‘Crafty Cockney’ hacker gets five years in US ‘rusty nail’

prison-553836_1920A British man, who who went by the online alias “Crafty Cockney” and was a member of a hacking gang that stole UK hospital patients’ records as well as carrying out a raft of ransomware attacks on business, has been banged up for five years in the US.

Nathan Wyatt from Wellingborough, Northamptonshire, was first arrested by UK police in 2016 on suspicion of hacking the iCloud account of Pippa Middleton, the sister of the Duchess of Cambridge, to access private images.

He was released without charge in that case in September 2017, only to be rearrested and then plead guilty to 20 counts of fraud, holding a fake passport and blackmail.

It then emerged that Wyatt was a key member of the so-called Dark Overlord hacking collective, behind a raft of ransomware attacks. In December last year, he was extradited to the States and has been held at St Charles County jail in Missouri ever since. Wyatt is the only member of the gang to have been fingered; the rest remain at large.

US prosecutors alleged that Wyatt was involved in attacks against four unnamed healthcare companies in 2016, and a public accounting firm “whose owner received an email that contained personal information about his family and business, with a threat to publish unless 250 bitcoins were paid”.

In one case, the attackers combined corporate data with information about the company’s owner to blackmail to the owner’s family members. They also threatened to publish stolen data from another firm unless it agreed to pay $75,000, only to post the sensitive information on Twitter.

Wyatt’s role in the scheme was to create email and phone accounts that he used to threaten victims, according to the US Department of Justice.

During the hearing, held via Zoom, it emerged that Wyatt had contacted victims to ask for payments, and was caught through a telephone number which linked him to the crime.
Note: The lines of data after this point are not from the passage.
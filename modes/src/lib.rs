//! # Vermilion Modes
//!
//! Mode and activity orchestration for the Vermilion editor.
//!
//! ## Core Types
//!
//! - [`Activity`] — composable editing behavior with optional per-frame
//!   and viewport-input capabilities
//! - [`Mode`] / [`MajorMode`] — simple active/inactive entities; a major
//!   mode declares the ordered set of activities it requires
//! - [`ModeManager`] — registry, per-frame dispatcher, and viewport-input
//!   arbitrator; owns the journal and the pending-transaction queue
//! - [`PluginActivityTable`] / [`PluginActivity`] — C ABI boundary for
//!   activities provided by dynamically loaded plugins
//!
//! The transaction journal itself lives in `vermilion-core`.
//!
//! ## Frame protocol
//!
//! The host drives a [`ModeManager`] once per frame from its main thread:
//! drain the transaction queue and apply deferred mode switches, dispatch
//! update/render/UI to everything active, then arbitrate hover and drag
//! ownership of the viewport. [`ModeManager::run_frame`] composes the
//! whole sequence; the individual `run_*` methods are available when the
//! host needs to interleave its own work.

pub mod activity;
pub mod manager;
pub mod mode;
pub mod plugin;

pub use activity::{ActiveState, Activity, ActivityExt, AsAny};
pub use manager::{ActivityCache, ActivityHandle, ModeHandle, ModeManager};
pub use mode::{MajorMode, Mode, ModeExt};
pub use plugin::{PluginActivity, PluginActivityTable};
//! # Vermilion Editor Core
//!
//! Foundational crate for the Vermilion editor: the branching transaction
//! journal and platform-agnostic viewport interaction types.

pub mod journal;
pub mod view;

/// Core library version
pub const VERSION: &str = env!("CARGO_PKG_VERSION");

#[cfg(test)]
mod tests {
    use super::*;

    #[test]
    fn test_version() {
        assert!(!VERSION.is_empty());
    }
}
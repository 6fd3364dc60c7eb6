//! Platform-agnostic viewport interaction types.
//!
//! [`ViewInteraction`] describes one frame of pointer interaction with a
//! viewport: where the cursor is, how much time has passed, and whether
//! this frame opens or closes a drag gesture. The host input layer
//! produces these values; activities only ever read them.
//!
//! Both types are `#[repr(C)]` because they are passed by pointer across
//! the plugin boundary (see the `vermilion-modes` crate).

/// View geometry: the full view size and the window rect placed within it.
#[derive(Debug, Clone, Copy, PartialEq, Default)]
#[repr(C)]
pub struct ViewDimensions {
    /// Full view width in physical pixels.
    pub width: f32,
    /// Full view height in physical pixels.
    pub height: f32,
    /// Window origin within the view.
    pub window_x: f32,
    /// Window origin within the view.
    pub window_y: f32,
    /// Window width within the view.
    pub window_width: f32,
    /// Window height within the view.
    pub window_height: f32,
}

impl ViewDimensions {
    /// Whether a view-relative position falls inside the window rect.
    pub fn window_contains(&self, x: f32, y: f32) -> bool {
        x >= self.window_x
            && x <= self.window_x + self.window_width
            && y >= self.window_y
            && y <= self.window_y + self.window_height
    }
}

/// One frame of viewport interaction.
///
/// `start` and `end` mark the edges of a drag gesture: `start` is set only
/// on the frame the gesture begins, `end` only on the frame it finishes.
/// A click with no movement sets both on the same frame.
#[derive(Debug, Clone, Copy, PartialEq, Default)]
#[repr(C)]
pub struct ViewInteraction {
    /// Geometry of the view the interaction happened in.
    pub view: ViewDimensions,
    /// Cursor x position, relative to the view.
    pub x: f32,
    /// Cursor y position, relative to the view.
    pub y: f32,
    /// Seconds elapsed since the previous frame.
    pub dt: f32,
    /// First frame of a drag gesture.
    pub start: bool,
    /// Last frame of a drag gesture.
    pub end: bool,
}
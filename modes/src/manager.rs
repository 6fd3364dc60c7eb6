//! Activity and mode orchestration.
//!
//! [`ModeManager`] owns every activity and major-mode instance, the
//! transaction [`Journal`], and the pending-transaction queue. The host
//! drives it once per frame from the main thread:
//!
//! 1. [`update_transaction_queue_and_modes`] drains queued transactions
//!    into the journal and applies a deferred major-mode switch;
//! 2. the `run_*` dispatchers forward update/render/UI work to the active
//!    activities and the current major mode, in registration order;
//! 3. [`run_viewport_hovering`] and [`run_viewport_dragging`] arbitrate
//!    contended viewport input.
//!
//! Activity and mode callbacks execute only inside these methods, on the
//! calling thread. The only cross-thread surface is the transaction
//! queue: any thread may push through the handle returned by
//! [`transaction_queue`], and long-running work communicates its results
//! back exclusively that way.
//!
//! [`update_transaction_queue_and_modes`]: ModeManager::update_transaction_queue_and_modes
//! [`run_viewport_hovering`]: ModeManager::run_viewport_hovering
//! [`run_viewport_dragging`]: ModeManager::run_viewport_dragging
//! [`transaction_queue`]: ModeManager::transaction_queue

use std::collections::HashMap;
use std::fmt;
use std::sync::{Arc, Weak};

use parking_lot::RwLock;

use vermilion_core::journal::{Journal, Transaction, TransactionQueue};
use vermilion_core::view::ViewInteraction;

use crate::activity::{Activity, ActivityExt};
use crate::mode::{MajorMode, ModeExt};

/// Shared handle to an activity instance.
pub type ActivityHandle = Arc<RwLock<dyn Activity>>;

/// Shared handle to a major-mode instance.
pub type ModeHandle = Arc<RwLock<dyn MajorMode>>;
//! Ollama Provider Implementation
//!
//! Integration with Ollama's local `/api/generate` endpoint.
//!
//! # Features
//!
//! - Blocking HTTP communication with the Ollama API
//! - Configurable endpoint, model and timeout
//! - Retry logic with exponential backoff
//!
//! # Examples
//!
//! ```no_run
//! use syllabus_llm::OllamaProvider;
//! use syllabus_domain::traits::LlmProvider;
//!
//! let provider = OllamaProvider::new("http://localhost:11434", "llama3");
//! let answer = provider.generate("Explain friction in one sentence.");
//! ```

use crate::{non_empty, LlmError};
use serde::{Deserialize, Serialize};
use std::thread;
use std::time::Duration;
use syllabus_domain::traits::LlmProvider as LlmProviderTrait;
use tracing::{debug, warn};

/// Default Ollama API endpoint
pub const DEFAULT_ENDPOINT: &str = "http://localhost:11434";

/// Default timeout for LLM requests (30 seconds)
pub const DEFAULT_TIMEOUT_SECS: u64 = 30;

/// Default number of attempts per request
pub const DEFAULT_MAX_RETRIES: u32 = 3;

/// Build a blocking client with a request timeout
pub(crate) fn http_client(timeout: Duration) -> reqwest::blocking::Client {
    reqwest::blocking::Client::builder()
        .timeout(timeout)
        .build()
        .unwrap_or_default()
}

/// Delay before attempt `attempt + 1`: 1s, 2s, 4s, ...
pub(crate) fn backoff(attempt: u32) -> Duration {
    Duration::from_secs(2u64.pow(attempt.saturating_sub(1)))
}

/// Ollama API provider for local LLM inference
pub struct OllamaProvider {
    endpoint: String,
    model: String,
    client: reqwest::blocking::Client,
    max_retries: u32,
}

#[derive(Serialize)]
struct OllamaGenerateRequest<'a> {
    model: &'a str,
    prompt: &'a str,
    stream: bool,
}

#[derive(Deserialize)]
struct OllamaGenerateResponse {
    response: String,
}

impl OllamaProvider {
    /// Create a new Ollama provider
    ///
    /// - `endpoint`: Ollama API endpoint (e.g., "http://localhost:11434")
    /// - `model`: Model to use (e.g., "llama3", "mistral")
    pub fn new(endpoint: impl Into<String>, model: impl Into<String>) -> Self {
        Self {
            endpoint: endpoint.into().trim_end_matches('/').to_string(),
            model: model.into(),
            client: http_client(Duration::from_secs(DEFAULT_TIMEOUT_SECS)),
            max_retries: DEFAULT_MAX_RETRIES,
        }
    }

    /// Create a provider against `http://localhost:11434`
    pub fn default_endpoint(model: impl Into<String>) -> Self {
        Self::new(DEFAULT_ENDPOINT, model)
    }

    /// Set the maximum number of attempts
    pub fn with_max_retries(mut self, max_retries: u32) -> Self {
        self.max_retries = max_retries.max(1);
        self
    }

    /// Set the per-request timeout
    pub fn with_timeout(mut self, timeout: Duration) -> Self {
        self.client = http_client(timeout);
        self
    }

    fn request(&self, prompt: &str) -> Result<String, LlmError> {
        let url = format!("{}/api/generate", self.endpoint);
        let body = OllamaGenerateRequest {
            model: &self.model,
            prompt,
            stream: false,
        };

        let mut attempts = 0;
        let mut last_error = None;

        while attempts < self.max_retries {
            match self.client.post(&url).json(&body).send() {
                Ok(response) if response.status().is_success() => {
                    let parsed: OllamaGenerateResponse = response.json().map_err(|e| {
                        LlmError::InvalidResponse(format!("Failed to parse response: {}", e))
                    })?;
                    return non_empty(parsed.response);
                }
                Ok(response) if response.status() == reqwest::StatusCode::NOT_FOUND => {
                    return Err(LlmError::ModelNotAvailable(self.model.clone()));
                }
                Ok(response) => {
                    let status = response.status();
                    let text = response
                        .text()
                        .unwrap_or_else(|_| "Unknown error".to_string());
                    last_error = Some(LlmError::Communication(format!("HTTP {}: {}", status, text)));
                }
                Err(e) => {
                    last_error = Some(LlmError::Communication(format!("Request failed: {}", e)));
                }
            }

            attempts += 1;
            if attempts < self.max_retries {
                let delay = backoff(attempts);
                warn!("Ollama request failed (attempt {}), retrying in {:?}", attempts, delay);
                thread::sleep(delay);
            }
        }

        Err(last_error
            .unwrap_or_else(|| LlmError::Communication("Max retries exceeded".to_string())))
    }
}

impl LlmProviderTrait for OllamaProvider {
    type Error = LlmError;

    fn generate(&self, prompt: &str) -> Result<String, Self::Error> {
        debug!("Ollama generate: model={} prompt_len={}", self.model, prompt.len());
        self.request(prompt)
    }

    fn describe(&self) -> String {
        format!("ollama:{} @ {}", self.model, self.endpoint)
    }
}
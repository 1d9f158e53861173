//! Syllabus LLM Provider Layer
//!
//! The AI assistant adapter behind the `LlmProvider` trait from `syllabus-domain`.
//!
//! # Providers
//!
//! - `MockProvider`: Deterministic mock for testing
//! - `OllamaProvider`: Local Ollama API integration
//! - `OpenAiProvider`: Any chat-completions compatible endpoint
//!
//! Prompts are assembled by [`prompt::build_prompt`] from a concept's
//! context block and one of the three fixed [`AssistantTask`]s.
//!
//! # Examples
//!
//! ```
//! use syllabus_llm::MockProvider;
//! use syllabus_domain::traits::LlmProvider;
//!
//! let provider = MockProvider::new("Plants make food from light.");
//! let result = provider.generate("test prompt").unwrap();
//! assert_eq!(result, "Plants make food from light.");
//! ```

#![warn(missing_docs)]

pub mod ollama;
pub mod openai;
pub mod prompt;
pub mod provider;

use std::collections::HashMap;
use std::sync::{Arc, Mutex, PoisonError};
use syllabus_domain::traits::LlmProvider as LlmProviderTrait;
use thiserror::Error;

pub use ollama::OllamaProvider;
pub use openai::OpenAiProvider;
pub use prompt::{build_prompt, AssistantTask, ConceptContext};
pub use provider::{AnyProvider, AssistantConfig, ProviderKind};

/// Errors that can occur during LLM operations
#[derive(Error, Debug)]
pub enum LlmError {
    /// Network or API communication error
    #[error("Communication error: {0}")]
    Communication(String),

    /// Invalid response from LLM
    #[error("Invalid response: {0}")]
    InvalidResponse(String),

    /// The model answered with nothing
    #[error("Empty response from model")]
    EmptyResponse,

    /// Model not available
    #[error("Model not available: {0}")]
    ModelNotAvailable(String),

    /// API key environment variable unset or empty
    #[error("API key not set (expected in ${0})")]
    MissingApiKey(String),

    /// Generic error
    #[error("LLM error: {0}")]
    Other(String),
}

/// Reject blank completions
pub(crate) fn non_empty(text: String) -> Result<String, LlmError> {
    if text.trim().is_empty() {
        Err(LlmError::EmptyResponse)
    } else {
        Ok(text)
    }
}

#[derive(Debug, Clone)]
enum MockReply {
    Text(String),
    Fail,
}

/// Mock LLM provider for deterministic testing
///
/// Returns pre-configured responses without making any network calls.
///
/// # Examples
///
/// ```
/// use syllabus_llm::MockProvider;
/// use syllabus_domain::traits::LlmProvider;
///
/// let provider = MockProvider::default();
/// provider.add_response("prompt1", "response1");
/// assert_eq!(provider.generate("prompt1").unwrap(), "response1");
/// assert_eq!(provider.call_count(), 1);
/// ```
#[derive(Debug, Clone)]
pub struct MockProvider {
    default_response: String,
    responses: Arc<Mutex<HashMap<String, MockReply>>>,
    call_count: Arc<Mutex<usize>>,
    last_prompt: Arc<Mutex<Option<String>>>,
}

impl MockProvider {
    /// Create a new MockProvider with a fixed response for all prompts
    pub fn new(response: impl Into<String>) -> Self {
        Self {
            default_response: response.into(),
            responses: Arc::new(Mutex::new(HashMap::new())),
            call_count: Arc::new(Mutex::new(0)),
            last_prompt: Arc::new(Mutex::new(None)),
        }
    }

    /// Add a specific response for a given prompt
    pub fn add_response(&self, prompt: impl Into<String>, response: impl Into<String>) {
        self.responses
            .lock()
            .unwrap_or_else(PoisonError::into_inner)
            .insert(prompt.into(), MockReply::Text(response.into()));
    }

    /// Configure to return an error for a specific prompt
    pub fn add_error(&self, prompt: impl Into<String>) {
        self.responses
            .lock()
            .unwrap_or_else(PoisonError::into_inner)
            .insert(prompt.into(), MockReply::Fail);
    }

    /// Get the number of times generate was called
    pub fn call_count(&self) -> usize {
        *self.call_count.lock().unwrap_or_else(PoisonError::into_inner)
    }

    /// The most recent prompt, if any
    pub fn last_prompt(&self) -> Option<String> {
        self.last_prompt
            .lock()
            .unwrap_or_else(PoisonError::into_inner)
            .clone()
    }
}

impl Default for MockProvider {
    fn default() -> Self {
        Self::new("Default mock response")
    }
}

impl LlmProviderTrait for MockProvider {
    type Error = LlmError;

    fn generate(&self, prompt: &str) -> Result<String, Self::Error> {
        *self.call_count.lock().unwrap_or_else(PoisonError::into_inner) += 1;
        *self.last_prompt.lock().unwrap_or_else(PoisonError::into_inner) = Some(prompt.to_string());

        let responses = self.responses.lock().unwrap_or_else(PoisonError::into_inner);
        match responses.get(prompt) {
            Some(MockReply::Fail) => Err(LlmError::Other("Mock error".to_string())),
            Some(MockReply::Text(text)) => non_empty(text.clone()),
            None => non_empty(self.default_response.clone()),
        }
    }

    fn describe(&self) -> String {
        "mock".to_string()
    }
}
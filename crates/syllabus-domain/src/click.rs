//! Click module - the closed set of click payload shapes
//!
//! The graph widget reports clicks in several raw shapes. They are decoded
//! once at the boundary (see `syllabus-graph`) into [`ClickEvent`] so that
//! nothing downstream branches on raw shape again.

use crate::tier;

/// A decoded click from the rendering adapter
#[derive(Debug, Clone, PartialEq, Eq, Hash)]
pub enum ClickEvent {
    /// Nothing was clicked
    NoSelection,

    /// The payload had no recognizable shape
    Invalid,

    /// A list of node identifiers; only the first one is significant
    NodeList(Vec<String>),

    /// A single node identifier
    SingleId(String),
}

impl ClickEvent {
    /// The first node identifier carried by the event
    pub fn first_id(&self) -> Option<&str> {
        match self {
            ClickEvent::NoSelection | ClickEvent::Invalid => None,
            ClickEvent::NodeList(ids) => ids.first().map(String::as_str),
            ClickEvent::SingleId(id) => Some(id.as_str()),
        }
    }

    /// Extract the concept name if the event targets a concept-tier node
    ///
    /// Total: every variant yields either a name or `None`.
    ///
    /// # Examples
    ///
    /// ```
    /// use syllabus_domain::ClickEvent;
    ///
    /// let click = ClickEvent::NodeList(vec!["concept::Friction".into()]);
    /// assert_eq!(click.concept_name(), Some("Friction"));
    ///
    /// let click = ClickEvent::SingleId("domain::Physics".into());
    /// assert_eq!(click.concept_name(), None);
    /// ```
    pub fn concept_name(&self) -> Option<&str> {
        self.first_id().and_then(tier::concept_name)
    }

    /// Normalize the event into an owned, optional concept name
    pub fn normalize(&self) -> Option<String> {
        self.concept_name().map(str::to_string)
    }
}
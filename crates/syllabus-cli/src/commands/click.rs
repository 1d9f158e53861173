//! Click command implementation.

use crate::dashboard::Dashboard;
use crate::error::Result;
use crate::output::Formatter;
use syllabus_domain::selection::SelectionChange;
use syllabus_domain::traits::LearnedStore;
use syllabus_store::StoreError;

/// Apply a raw click payload and print the resulting selection.
pub fn execute_click<S>(
    payload: &str,
    dashboard: &mut Dashboard<S>,
    formatter: &Formatter,
) -> Result<String>
where
    S: LearnedStore<Error = StoreError>,
{
    match dashboard.handle_click(payload) {
        SelectionChange::Selected(_) => match dashboard.render().selected {
            Some(detail) => formatter.format_concept(&detail),
            None => Ok(formatter.info("No concept selected.")),
        },
        SelectionChange::Cleared => Ok(formatter.info("Selection cleared.")),
        SelectionChange::Unchanged => Ok(match dashboard.selected() {
            Some(name) => formatter.info(&format!("Selection unchanged: {}", name)),
            None => formatter.info("No concept selected."),
        }),
    }
}
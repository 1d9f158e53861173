//! CLI command definitions and argument parsing.

use clap::{Parser, Subcommand};
use std::path::PathBuf;
use syllabus_llm::AssistantTask;

/// Syllabus - Explore a science curriculum as a concept graph and track what you have learned.
#[derive(Debug, Parser)]
#[command(name = "syllabus")]
#[command(version, about, long_about = None)]
pub struct Cli {
    /// Output format
    #[arg(short, long, value_enum, global = true)]
    pub format: Option<CliFormat>,

    /// Disable colored output
    #[arg(long, global = true)]
    pub no_color: bool,

    /// Configuration file path
    #[arg(short, long, global = true, env = "SYLLABUS_CONFIG")]
    pub config: Option<PathBuf>,

    /// Grade to use
    #[arg(short, long, global = true)]
    pub grade: Option<String>,

    /// Verbose logging (debug level)
    #[arg(short, long, global = true)]
    pub verbose: bool,

    #[command(subcommand)]
    pub command: Option<Command>,
}

/// Output format options.
#[derive(Debug, Clone, Copy, PartialEq, Eq, clap::ValueEnum)]
pub enum CliFormat {
    /// Table format (default)
    Table,
    /// JSON format
    Json,
    /// Quiet format (names only)
    Quiet,
}

/// CLI commands.
#[derive(Debug, Subcommand)]
pub enum Command {
    /// Print the concept graph of the grade
    Graph,

    /// Show the detail panel of a concept
    Show(ShowArgs),

    /// Apply a raw click payload from the graph widget
    Click(ClickArgs),

    /// Mark a concept as learned (or unlearned with --undo)
    Learn(LearnArgs),

    /// Show per-domain progress
    Progress,

    /// Report activities and interconnections that point nowhere
    Check,

    /// Ask the AI assistant about a concept
    Ask(AskArgs),

    /// List configured grades
    Grades,

    /// Enter interactive REPL mode
    Repl,
}

/// Arguments for the show command.
#[derive(Debug, Parser)]
pub struct ShowArgs {
    /// Concept name
    pub concept: String,
}

/// Arguments for the click command.
#[derive(Debug, Parser)]
pub struct ClickArgs {
    /// Click payload: JSON (e.g. '{"nodes":["concept::Friction"]}') or a bare node id
    pub payload: String,
}

/// Arguments for the learn command.
#[derive(Debug, Parser)]
pub struct LearnArgs {
    /// Concept name
    pub concept: String,

    /// Remove the concept from the learned set instead
    #[arg(long)]
    pub undo: bool,
}

/// Arguments for the ask command.
#[derive(Debug, Parser)]
pub struct AskArgs {
    /// Assistant task
    #[arg(value_enum)]
    pub task: TaskArg,

    /// Concept name
    pub concept: Option<String>,
}

/// Assistant task argument.
#[derive(Debug, Clone, Copy, PartialEq, Eq, clap::ValueEnum)]
pub enum TaskArg {
    /// Explain the concept simply
    Explain,
    /// Relate it to its neighbours
    Connect,
    /// Generate a short quiz
    Quiz,
}

impl From<CliFormat> for crate::config::OutputFormat {
    fn from(format: CliFormat) -> Self {
        match format {
            CliFormat::Table => crate::config::OutputFormat::Table,
            CliFormat::Json => crate::config::OutputFormat::Json,
            CliFormat::Quiet => crate::config::OutputFormat::Quiet,
        }
    }
}

impl From<TaskArg> for AssistantTask {
    fn from(task: TaskArg) -> Self {
        match task {
            TaskArg::Explain => AssistantTask::Explain,
            TaskArg::Connect => AssistantTask::Connect,
            TaskArg::Quiz => AssistantTask::Quiz,
        }
    }
}
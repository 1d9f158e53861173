//! Exclusive lock file guarding a read-modify-write cycle
//!
//! The lock is a sibling file created with `create_new`, which fails if the
//! file already exists. The guard removes it on drop. A lock file older than
//! [`STALE_LOCK_AGE`] is assumed to be left over from a crashed process and
//! is broken. Breaking happens under a second `<file>.lock.break` sentinel
//! and staleness is checked again while it is held, so a lock that another
//! waiter has just broken and re-acquired is never removed.

use crate::{Result, StoreError};
use std::fs::{self, OpenOptions};
use std::io::{ErrorKind, Write};
use std::path::{Path, PathBuf};
use std::thread;
use std::time::{Duration, Instant};
use tracing::{debug, warn};

/// Default time to wait for a contended lock
pub const DEFAULT_LOCK_TIMEOUT: Duration = Duration::from_secs(5);

/// Lock files older than this are broken
pub const STALE_LOCK_AGE: Duration = Duration::from_secs(30);

const RETRY_INTERVAL: Duration = Duration::from_millis(10);

/// Held exclusive lock; released on drop
#[derive(Debug)]
pub struct FileLock {
    path: PathBuf,
}

impl FileLock {
    /// Lock file path used for `target`
    pub fn lock_path(target: &Path) -> PathBuf {
        let mut name = target
            .file_name()
            .map(|n| n.to_os_string())
            .unwrap_or_default();
        name.push(".lock");
        target.with_file_name(name)
    }

    /// Acquire the lock for `target`, waiting up to `timeout`
    ///
    /// # Errors
    /// Returns `LockTimeout` if another holder keeps the lock for longer
    /// than `timeout`, or `Io` if the lock file cannot be created.
    pub fn acquire(target: &Path, timeout: Duration) -> Result<Self> {
        let path = Self::lock_path(target);
        if let Some(parent) = path.parent().filter(|p| !p.as_os_str().is_empty()) {
            fs::create_dir_all(parent)?;
        }

        let start = Instant::now();
        loop {
            match OpenOptions::new().write(true).create_new(true).open(&path) {
                Ok(mut file) => {
                    // Holder pid is informational only
                    let _ = writeln!(file, "{}", std::process::id());
                    debug!("Acquired lock {}", path.display());
                    return Ok(Self { path });
                }
                Err(e) if e.kind() == ErrorKind::AlreadyExists => {
                    if Self::break_if_stale(&path) {
                        continue;
                    }
                    if start.elapsed() >= timeout {
                        return Err(StoreError::LockTimeout(path));
                    }
                    thread::sleep(RETRY_INTERVAL);
                }
                Err(e) => return Err(StoreError::Io(e)),
            }
        }
    }

    /// Path of the held lock file
    pub fn path(&self) -> &Path {
        &self.path
    }

    fn breaker_path(lock: &Path) -> PathBuf {
        let mut name = lock.file_name().map(|n| n.to_os_string()).unwrap_or_default();
        name.push(".break");
        lock.with_file_name(name)
    }

    /// Remove `lock` if it is stale; true when it was removed
    fn break_if_stale(lock: &Path) -> bool {
        if !Self::is_stale(lock) {
            return false;
        }
        let breaker = Self::breaker_path(lock);
        match OpenOptions::new().write(true).create_new(true).open(&breaker) {
            Ok(_) => {
                let broken = Self::is_stale(lock) && fs::remove_file(lock).is_ok();
                if broken {
                    warn!("Broke stale lock {}", lock.display());
                }
                if let Err(e) = fs::remove_file(&breaker) {
                    warn!("Failed to remove {}: {}", breaker.display(), e);
                }
                broken
            }
            Err(_) => {
                // A breaker that crashed mid-break leaves its sentinel behind
                if Self::is_stale(&breaker) {
                    let _ = fs::remove_file(&breaker);
                }
                false
            }
        }
    }

    fn is_stale(path: &Path) -> bool {
        fs::metadata(path)
            .and_then(|m| m.modified())
            .ok()
            .and_then(|modified| modified.elapsed().ok())
            .is_some_and(|age| age > STALE_LOCK_AGE)
    }
}

impl Drop for FileLock {
    fn drop(&mut self) {
        if let Err(e) = fs::remove_file(&self.path) {
            warn!("Failed to release lock {}: {}", self.path.display(), e);
        }
    }
}
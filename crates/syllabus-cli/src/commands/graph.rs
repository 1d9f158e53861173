//! Graph command implementation.

use crate::commands::with_load_warning;
use crate::config::OutputFormat;
use crate::dashboard::Dashboard;
use crate::error::Result;
use crate::output::Formatter;
use syllabus_domain::traits::LearnedStore;
use syllabus_store::StoreError;

/// Print the graph of the active grade.
///
/// JSON output is the exact payload handed to the rendering widget.
pub fn execute_graph<S>(dashboard: &Dashboard<S>, formatter: &Formatter) -> Result<String>
where
    S: LearnedStore<Error = StoreError>,
{
    let out = formatter.format_graph(&dashboard.render().into_payload())?;
    if formatter.format() == OutputFormat::Json {
        return Ok(out);
    }
    Ok(with_load_warning(dashboard, formatter, out))
}
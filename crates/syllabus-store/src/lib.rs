//! Syllabus Storage Layer
//!
//! Loads curriculum data and persists learned-state.
//!
//! # Architecture
//!
//! - JSON knowledge-base files, one per grade, loaded independently
//! - A single JSON learned-set document shaped `{ grade: { domain: [name] } }`
//! - Every learned-set mutation runs its read-modify-write cycle under an
//!   exclusive lock file and replaces the document with an atomic rename
//!
//! # Examples
//!
//! ```no_run
//! use syllabus_store::{CurriculumLibrary, JsonCurriculumSource};
//!
//! let source = JsonCurriculumSource::new()
//!     .with_grade("7", "data/grade7_knowledge_base.json")
//!     .with_grade("8", "data/grade8_knowledge_base.json");
//! let library = CurriculumLibrary::load(&source);
//! assert!(library.curriculum("7").is_some());
//! ```

#![warn(missing_docs)]

pub mod curriculum;
pub mod learned;
pub mod lock;

use std::path::PathBuf;
use thiserror::Error;

pub use curriculum::{parse_knowledge_base, CurriculumLibrary, JsonCurriculumSource};
pub use learned::{LearnedFileStore, MemoryLearnedStore};
pub use lock::FileLock;

/// Errors that can occur during storage operations
#[derive(Error, Debug)]
pub enum StoreError {
    /// Backing file for a grade does not exist
    #[error("Data not found for grade {grade}: {}", .path.display())]
    DataNotFound {
        /// Grade identifier
        grade: String,
        /// Expected file location
        path: PathBuf,
    },

    /// Backing file is malformed or missing required fields
    #[error("Corrupt data for grade {grade}: {reason}")]
    DataCorrupt {
        /// Grade identifier
        grade: String,
        /// Parser or validation message
        reason: String,
    },

    /// Grade is not configured
    #[error("Unknown grade: {0}")]
    UnknownGrade(String),

    /// Persisted learned-set could not be parsed
    #[error("Corrupt learned state in {}: {reason}", .path.display())]
    CorruptState {
        /// Learned-set file
        path: PathBuf,
        /// Parser message
        reason: String,
    },

    /// Learned-set could not be written
    #[error("Failed to save learned state: {0}")]
    PersistenceWriteFailure(String),

    /// Exclusive lock could not be acquired in time
    #[error("Timed out waiting for lock {}", .0.display())]
    LockTimeout(PathBuf),

    /// I/O error
    #[error("I/O error: {0}")]
    Io(#[from] std::io::Error),
}

/// Result type alias for store operations
pub type Result<T> = std::result::Result<T, StoreError>;
//! Command implementations.
//!
//! Each command runs against a [`Dashboard`](crate::dashboard::Dashboard)
//! and returns the text to print, so one-shot mode and the REPL share them.

pub mod ask;
pub mod check;
pub mod click;
pub mod grades;
pub mod graph;
pub mod learn;
pub mod progress;
pub mod show;

pub use self::ask::execute_ask;
pub use self::check::execute_check;
pub use self::click::execute_click;
pub use self::grades::execute_grades;
pub use self::graph::execute_graph;
pub use self::learn::execute_learn;
pub use self::progress::execute_progress;
pub use self::show::execute_show;

use crate::dashboard::Dashboard;
use crate::output::Formatter;
use syllabus_domain::traits::LearnedStore;
use syllabus_store::StoreError;

/// Warning line for a grade whose data failed to load.
pub(crate) fn load_warning<S>(dashboard: &Dashboard<S>, formatter: &Formatter) -> Option<String>
where
    S: LearnedStore<Error = StoreError>,
{
    dashboard.load_error().map(|e| {
        formatter.warning(&format!(
            "Grade {} has no data ({}). Showing an empty graph.",
            dashboard.grade(),
            e
        ))
    })
}

/// Prefix `body` with the load warning, if any.
pub(crate) fn with_load_warning<S>(
    dashboard: &Dashboard<S>,
    formatter: &Formatter,
    body: String,
) -> String
where
    S: LearnedStore<Error = StoreError>,
{
    match load_warning(dashboard, formatter) {
        Some(warning) => format!("{}\n{}", warning, body),
        None => body,
    }
}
He admitted the group had obtained sensitive data from companies, and threatened to release the data unless the companies paid a ransom of between $75,000 (£58,000) and $350,000.

The crew also published unreleased episodes of the Netflix show “Orange Is The New Black” after Netflix paid a ransom in 2017, forced school closures by threatening students and their families, and last year published stolen legal documents related to the 9/11 terrorist attacks.

Acting US Assistant Attorney General Brian C Rabbitt told the hearing: “Nathan Wyatt used his technical skills to prey on Americans’ private data and exploited the sensitive nature of their medical and financial records for his own personal gain.”

Wyatt reportedly said: “I’d like to apologise for the role that I played in this. I can promise you that I just want to go home to my family. I’m out of that world, and I don’t want to see another computer for the rest of my life.”

He pleaded guilty to one count of conspiracy against the US. Two other charges, aggravated identity theft and threatening damage to a protected computer, were dropped.

Even so, Wyatt must now serve five years in jail – or “rusty nail” as Cockney slang would have it – and is also subject to three years of supervised release following his prison term. He was also ordered to pay more than $1m to the Dark Overlord’s victims.